In Upper Austria, doctors of general medicine raise the alarm: numerous cash offices remain vacant, many ordinations are overloaded, hospital services are increasingly ending up in the resident practice. The chamber for doctors in Vienna stands behind his colleagues – their observations of the supply situation are coincided with reality in many Viennese districts.
“A clear political commitment to general medicine is now needed – and not only in five years. The number of cash offices has to rise and the profession has to increase again. If we continue to see how general practitioners disrupt the overload, we endanger the basic medical care throughout Austria,” says Johannes Steinhart, President of the Chamber for Doctors and the Austrian medical association.

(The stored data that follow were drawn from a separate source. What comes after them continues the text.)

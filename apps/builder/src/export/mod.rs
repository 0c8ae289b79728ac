//! File exports of a rendered resume.
//!
//! Encoders are synchronous and CPU-bound; [`pipeline`] runs them off the async
//! runtime with a timeout and the owning session's cancellation token.

pub mod docx;
pub mod filename;
pub mod metrics;
pub mod paginate;
pub mod pdf;
pub mod pipeline;
pub mod png;
pub mod txt;

use std::fmt;
use std::str::FromStr;

use bytes::Bytes;
use quick_xml::escape::escape;
use serde::{Deserialize, Serialize};
use thiserror::Error;

use crate::models::resume::ResumeDocument;
use crate::render::RenderedResume;

pub use pipeline::ExportPipeline;

#[derive(Debug, Error)]
pub enum ExportError {
    #[error("unsupported export format '{0}' (expected pdf, png, txt or docx)")]
    UnsupportedFormat(String),

    #[error("PDF encoding failed: {0}")]
    Pdf(String),

    #[error("PNG encoding failed: {0}")]
    Png(String),

    #[error("DOCX packaging failed: {0}")]
    Docx(String),

    #[error("JSON encoding failed: {0}")]
    Json(#[from] serde_json::Error),

    #[error("export exceeded {0}s")]
    Timeout(u64),

    #[error("export cancelled")]
    Cancelled,

    #[error("export task failed: {0}")]
    Join(String),
}

#[derive(Debug, Clone, Copy, PartialEq, Eq, Hash, Serialize, Deserialize)]
#[serde(rename_all = "lowercase")]
pub enum ExportFormat {
    Pdf,
    Png,
    Txt,
    Docx,
}

impl ExportFormat {
    pub fn content_type(&self) -> &'static str {
        match self {
            ExportFormat::Pdf => "application/pdf",
            ExportFormat::Png => "image/png",
            ExportFormat::Txt => "text/plain; charset=utf-8",
            ExportFormat::Docx => {
                "application/vnd.openxmlformats-officedocument.wordprocessingml.document"
            }
        }
    }

    pub fn extension(&self) -> &'static str {
        match self {
            ExportFormat::Pdf => "pdf",
            ExportFormat::Png => "png",
            ExportFormat::Txt => "txt",
            ExportFormat::Docx => "docx",
        }
    }
}

impl fmt::Display for ExportFormat {
    fn fmt(&self, f: &mut fmt::Formatter<'_>) -> fmt::Result {
        f.write_str(self.extension())
    }
}

impl FromStr for ExportFormat {
    type Err = ExportError;

    fn from_str(s: &str) -> Result<Self, Self::Err> {
        match s.trim().to_ascii_lowercase().as_str() {
            "pdf" => Ok(ExportFormat::Pdf),
            "png" | "image" => Ok(ExportFormat::Png),
            "txt" | "text" | "json" => Ok(ExportFormat::Txt),
            "docx" | "word" => Ok(ExportFormat::Docx),
            _ => Err(ExportError::UnsupportedFormat(s.to_string())),
        }
    }
}

/// Escapes `text` for XML character data, dropping characters XML 1.0 cannot
/// carry at all (C0 controls other than tab, LF and CR, plus U+FFFE and U+FFFF).
pub(crate) fn xml_text(text: &str) -> String {
    let allowed = |c: char| match c {
        '\t' | '\n' | '\r' => true,
        '\u{0}'..='\u{1F}' | '\u{FFFE}' | '\u{FFFF}' => false,
        _ => true,
    };
    if text.chars().all(allowed) {
        return escape(text).into_owned();
    }
    let cleaned: String = text.chars().filter(|&c| allowed(c)).collect();
    escape(cleaned.as_str()).into_owned()
}

/// Everything an encoder needs, captured under the session lock once the page
/// model is complete.
#[derive(Debug, Clone)]
pub struct ExportSnapshot {
    pub document: ResumeDocument,
    pub rendered: RenderedResume,
    pub version_label: String,
    /// Names the file: the saved version's title, not unsaved edits.
    pub title: String,
}

/// A finished download.
#[derive(Debug, Clone)]
pub struct Artifact {
    pub filename: String,
    pub content_type: &'static str,
    pub bytes: Bytes,
}

/// Encodes `snapshot` in `format`. Blocking; call through [`ExportPipeline`].
pub fn encode(format: ExportFormat, snapshot: &ExportSnapshot) -> Result<Artifact, ExportError> {
    let bytes = match format {
        ExportFormat::Pdf => pdf::render_pdf(&snapshot.rendered)?,
        ExportFormat::Png => png::render_png(&snapshot.rendered)?,
        ExportFormat::Txt => txt::render_txt(&snapshot.document)?,
        ExportFormat::Docx => docx::render_docx(&snapshot.rendered)?,
    };
    Ok(Artifact {
        filename: filename::artifact_filename(
            format,
            &snapshot.title,
            &snapshot.version_label,
        ),
        content_type: format.content_type(),
        bytes: Bytes::from(bytes),
    })
}
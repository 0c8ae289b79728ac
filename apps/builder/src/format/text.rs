use crate::models::resume::ContactInfo;

pub const MAX_DISPLAY_BULLETS: usize = 3;
pub const NAME_PLACEHOLDER: &str = "Your Name";

/// Non-blank bullets, trimmed, capped at [`MAX_DISPLAY_BULLETS`].
pub fn display_bullets(bullets: &[String]) -> Vec<String> {
    bullets
        .iter()
        .map(|b| b.trim())
        .filter(|b| !b.is_empty())
        .take(MAX_DISPLAY_BULLETS)
        .map(str::to_string)
        .collect()
}

/// `FLUENT` → `Fluent`, `full time` → `Full time`.
pub fn sentence_case(raw: &str) -> String {
    let lower = raw.trim().replace('_', " ").to_lowercase();
    let mut chars = lower.chars();
    match chars.next() {
        Some(first) => first.to_uppercase().chain(chars).collect(),
        None => String::new(),
    }
}

/// Joins the non-blank parts with `sep`.
pub fn join_present<'a>(parts: impl IntoIterator<Item = &'a str>, sep: &str) -> String {
    parts
        .into_iter()
        .map(str::trim)
        .filter(|p| !p.is_empty())
        .collect::<Vec<_>>()
        .join(sep)
}

/// `city, state, country` with blanks skipped.
pub fn location(city: &str, state: &str, country: &str) -> String {
    join_present([city, state, country], ", ")
}

/// First and last name, or [`NAME_PLACEHOLDER`] when both are blank.
pub fn full_name(contact: &ContactInfo) -> String {
    let name = join_present([contact.first_name.as_str(), contact.last_name.as_str()], " ");
    if name.is_empty() {
        NAME_PLACEHOLDER.to_string()
    } else {
        name
    }
}

pub fn word_count(parts: &[String]) -> usize {
    parts.iter().map(|p| p.split_whitespace().count()).sum()
}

In Vienna, too, many doctors feel the same problems – high workload, lack of cash offices and increasing system overwhelming. In general medicine in particular, a large number of cash plans are still vacant. As a positive example, Naghme Kamaleyan-Schmied, Vice President and Curium Chairman of the Doctoral Doctors for Doctors in Vienna, refers to the Medical Funk Service (ECTD). This takes over medical care outside of regular opening times – on weekends, public holidays and at night.
“We have the privilege in Vienna with the Medical Funk Service (ECTD) to have a system that has been established and proven for decades that relieves doctors and doctors and hospitals. The ECTD shows how telemedicine can work in practice – for decades it has been organizing first initial assessments and home visits outside of regular ordination. Work can work-if it stays in a medical hand, ”says Kamaleyan smith.
It is now important to further expand functioning models such as the ECTD and to use them in a targeted manner where they bring real relief – without replacing medical diagnostics. “We have to use the resources where they make sense-instead of building up new parallel structures,” emphasizes Kamaleyan smith. The election doctors in Vienna also make an indispensable contribution – especially in times of increasing supply gaps and limited resources.
The chamber for doctors in Vienna therefore speaks for a close coordination between the federal states – with the common goal of making general care for the future.
“If you want to secure care, you have to listen and recognize what works-and doctors involve doctors right from the start,” concluded Kamaleyan smith.